Tichys Einblick
Von Ofarim über Mützenich und so weiter

Das Mimimi der Opferrolle als Popularitätswährung und Weg in die Radikalisierung

Das Aufmerksamkeitsdefizitsyndrom (ADS), welches die medizinische Wissenschaft als Verhaltensmerkmal bei manchen Kindern und Jugendlichen als „Störung“ identifiziert, findet als Mimimi-Syndrom der öffentlichen Opferrolle zunehmend auch Verbreitung bei Erwachsenen.

Blockade einer Berliner Autobahnabfahrt durch Klimaextremisten am 10. Oktober 2022.
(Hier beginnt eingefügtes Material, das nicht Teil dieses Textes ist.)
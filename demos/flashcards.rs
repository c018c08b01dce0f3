use learngen::{GatewayConfig, LearningGateway, LearningMode, ProviderConfig};
use std::env;

#[tokio::main]
async fn main() -> Result<(), Box<dyn std::error::Error>> {
    let dotenv_loaded = dotenv::dotenv().is_ok();
    learngen::logger::init()?;
    if dotenv_loaded {
        log::info!("✅ .env file loaded");
    } else {
        log::warn!("⚠️  No .env file found");
    }

    let api_key = env::var("GROQ_API_KEY")?;
    let config = GatewayConfig::new()
        .with_provider("groq")
        .with_model("llama-3.1-8b-instant")
        .with_api_key(api_key);

    let gateway = LearningGateway::from_config(&ProviderConfig::from_env());
    let cards = gateway
        .generate_learning_content(&config, "Photosynthesis", LearningMode::Flashcards)
        .await?;
    println!("{}", cards);

    Ok(())
}
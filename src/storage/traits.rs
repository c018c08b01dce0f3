use crate::error::Result;

/// Key-value store holding the user's provider choice and API keys.
///
/// Reads are synchronous and happen once per gateway call.
pub trait PreferenceStore: Send + Sync {
    fn get(&self, key: &str) -> Result<Option<String>>;
    fn set(&self, key: &str, value: &str) -> Result<()>;
    fn remove(&self, key: &str) -> Result<()>;
}
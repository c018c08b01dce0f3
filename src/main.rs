use learngen::{
    logger, GatewayConfig, JsonFilePreferenceStore, LearningGateway, LearningMode,
    ProviderConfig,
};
use std::env;

#[tokio::main]
async fn main() -> Result<(), Box<dyn std::error::Error>> {
    let dotenv_loaded = dotenv::dotenv().is_ok();
    logger::init()?;
    if dotenv_loaded {
        log::info!("✅ .env file loaded successfully");
    } else {
        log::warn!("⚠️  No .env file found, using system environment variables");
    }

    let mut args = env::args().skip(1);
    let topic = args.next().unwrap_or_else(|| "Photosynthesis".to_string());
    let mode: LearningMode = args
        .next()
        .map(|m| m.parse::<LearningMode>())
        .transpose()?
        .unwrap_or(LearningMode::Explain);

    let provider_config = ProviderConfig::from_env();
    let gateway_config = match env::var("LEARNGEN_PREFS") {
        Ok(path) => {
            log::info!("🔄 Reading preferences from {}", path);
            let store = JsonFilePreferenceStore::open(&path)?;
            GatewayConfig::from_store(&store)?
        }
        Err(_) => GatewayConfig::from_env(),
    };
    logger::log_gateway_info(&gateway_config, &provider_config);

    let gateway = LearningGateway::from_config(&provider_config);

    log::info!("📚 Available providers:");
    for provider in gateway.providers() {
        log::info!(
            "  {} - {} ({})",
            provider.id,
            provider.display_name,
            provider.endpoint_base_url
        );
    }

    let models = gateway.list_models(&gateway_config).await?;
    log::info!("🤖 {} models for {}:", models.len(), gateway_config.provider_id);
    for model in models.iter().take(10) {
        log::info!(
            "  {}{}",
            model.id,
            if model.is_free { " (free)" } else { "" }
        );
    }

    match gateway
        .generate_learning_content(&gateway_config, &topic, mode)
        .await
    {
        Ok(content) => {
            println!("{}", content);
            Ok(())
        }
        Err(e) => {
            log::error!("❌ {}", e);
            Err(e.into())
        }
    }
}
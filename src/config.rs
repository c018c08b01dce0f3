use crate::{
    error::Result,
    models::GenerationOptions,
    providers::ProviderKind,
    storage::{keys, PreferenceStore},
};
use std::collections::HashMap;
use std::env;

/// Baseline pair used when the user has not chosen anything.
pub const DEFAULT_PROVIDER: ProviderKind = ProviderKind::OpenRouter;

/// How provider clients are built: endpoint overrides and OpenRouter
/// attribution.
#[derive(Debug, Clone, Default)]
pub struct ProviderConfig {
    pub base_urls: HashMap<ProviderKind, String>,
    pub site_url: Option<String>,
    pub site_name: Option<String>,
}

impl ProviderConfig {
    pub fn new() -> Self {
        Self::default()
    }

    pub fn from_env() -> Self {
        let base_urls = ProviderKind::ALL
            .into_iter()
            .filter_map(|kind| {
                env::var(kind.base_url_env_var())
                    .ok()
                    .filter(|url| !url.trim().is_empty())
                    .map(|url| (kind, url))
            })
            .collect();

        ProviderConfig {
            base_urls,
            site_url: env::var("OPENROUTER_SITE_URL").ok(),
            site_name: env::var("OPENROUTER_SITE_NAME").ok(),
        }
    }

    pub fn with_base_url(mut self, kind: ProviderKind, url: impl Into<String>) -> Self {
        self.base_urls.insert(kind, url.into());
        self
    }

    pub fn with_site(mut self, url: impl Into<String>, name: impl Into<String>) -> Self {
        self.site_url = Some(url.into());
        self.site_name = Some(name.into());
        self
    }

    pub fn base_url(&self, kind: ProviderKind) -> &str {
        self.base_urls
            .get(&kind)
            .map(String::as_str)
            .unwrap_or_else(|| kind.default_base_url())
    }
}

/// Everything one gateway call needs, supplied by the caller.
///
/// `model_id: None` means the provider's default model.
#[derive(Debug, Clone)]
pub struct GatewayConfig {
    pub provider_id: String,
    pub model_id: Option<String>,
    pub api_key: Option<String>,
    pub options: GenerationOptions,
}

impl Default for GatewayConfig {
    fn default() -> Self {
        GatewayConfig {
            provider_id: DEFAULT_PROVIDER.id().to_string(),
            model_id: None,
            api_key: None,
            options: GenerationOptions::default(),
        }
    }
}

impl GatewayConfig {
    pub fn new() -> Self {
        Self::default()
    }

    pub fn from_env() -> Self {
        let provider_id = env::var("LEARNGEN_PROVIDER")
            .ok()
            .filter(|p| !p.trim().is_empty())
            .unwrap_or_else(|| DEFAULT_PROVIDER.id().to_string());
        let model_id = env::var("LEARNGEN_MODEL").ok().filter(|m| !m.trim().is_empty());

        let mut options = GenerationOptions::default();
        if let Some(temperature) = env::var("LEARNGEN_TEMPERATURE")
            .ok()
            .and_then(|t| t.parse().ok())
        {
            options.temperature = temperature;
        }
        if let Some(max_tokens) = env::var("LEARNGEN_MAX_TOKENS")
            .ok()
            .and_then(|t| t.parse().ok())
        {
            options.max_tokens = max_tokens;
        }

        let api_key = default_api_key(&provider_id);

        GatewayConfig {
            provider_id,
            model_id,
            api_key,
            options,
        }
    }

    /// Stored preference first; the environment default key fills in a
    /// missing credential.
    pub fn from_store(store: &dyn PreferenceStore) -> Result<Self> {
        let provider_id = store
            .get(keys::SELECTED_PROVIDER)?
            .filter(|p| !p.trim().is_empty())
            .unwrap_or_else(|| DEFAULT_PROVIDER.id().to_string());
        let model_id = store
            .get(keys::SELECTED_MODEL)?
            .filter(|m| !m.trim().is_empty());
        let api_key = store
            .get(&keys::api_key(&provider_id))?
            .filter(|k| !k.trim().is_empty())
            .or_else(|| default_api_key(&provider_id));

        Ok(GatewayConfig {
            provider_id,
            model_id,
            api_key,
            options: GenerationOptions::default(),
        })
    }

    pub fn with_provider(mut self, provider: impl Into<String>) -> Self {
        self.provider_id = provider.into();
        self
    }

    pub fn with_model(mut self, model: impl Into<String>) -> Self {
        self.model_id = Some(model.into());
        self
    }

    pub fn with_api_key(mut self, api_key: impl Into<String>) -> Self {
        self.api_key = Some(api_key.into());
        self
    }

    pub fn with_options(mut self, options: GenerationOptions) -> Self {
        self.options = options;
        self
    }

    /// The configured key, ignoring blanks.
    pub fn api_key(&self) -> Option<&str> {
        self.api_key
            .as_deref()
            .map(str::trim)
            .filter(|k| !k.is_empty())
    }
}

/// Environment-provided default key for a provider id, if any.
pub fn default_api_key(provider_id: &str) -> Option<String> {
    let kind: ProviderKind = provider_id.parse().ok()?;
    env::var(kind.api_key_env_var())
        .ok()
        .filter(|k| !k.trim().is_empty())
}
IMAGO / Die Videomanufaktur

Vor einem Jahr rockte der mäßig erfolgreiche Rockmusiker Gil Ofarim, bürgerlich Gil Doron Reichstadt, die Republik, als er in den (a)sozialen Medien „viral“ gehen wollte mit dem Vorwurf, ein Leipziger Nobelhotel habe ihn nicht einchecken lassen, weil er, ein nach eigener Aussage „säkularer Jude“, den Davidstern auf der Brust getragen habe. Ihm sei empfohlen worden, den Stern „einzupacken“. Das öffentliche Mimimi schien zu funktionieren: „Spontan“ rotteten sich vor dem Hotel rund 600 Protestanten (m/w/sonstwas) zusammen, um diesen ostdeutschen Antisemitismus öffentlich anzuprangern und ihre Solidarität mit dem vermeintlichen Opfer zu erklären.

Dumm nur, dass der beschuldigte Hotelangestellte gänzlich un-woke nicht bereit war, das Büßerhemd überzustreifen und Anzeige gegen Reichstadt wegen Verleumdung erstattete. Auch gegen das allgegenwärtige Verleumdungs- und Hetzgeschwader, dass in den (a)sozialen Medien über Mann und Hotel hergefallen war, richtete sich eine Anzeige. Unabhängig davon leitete die Staatsanwaltschaft gegen den Hotelmitarbeiter Ermittlungen wegen „Volksverhetzung“ ein – wobei sich nicht erschließen will, wie ein Rezeptionist „das Volk“, welches nicht anwesend war, „verhetzt“, wenn er tatsächlich im Gespräch Mann zu Mann sein Gegenüber wegen eines Davidsterns gemaßregelt haben sollte. Beleidigung mag ja angemessen sein – aber „Volksverhetzung“ wäre es erst, wenn überhaupt, durch das „virale“ Mimimi des vermeintlichen Opfers geworden.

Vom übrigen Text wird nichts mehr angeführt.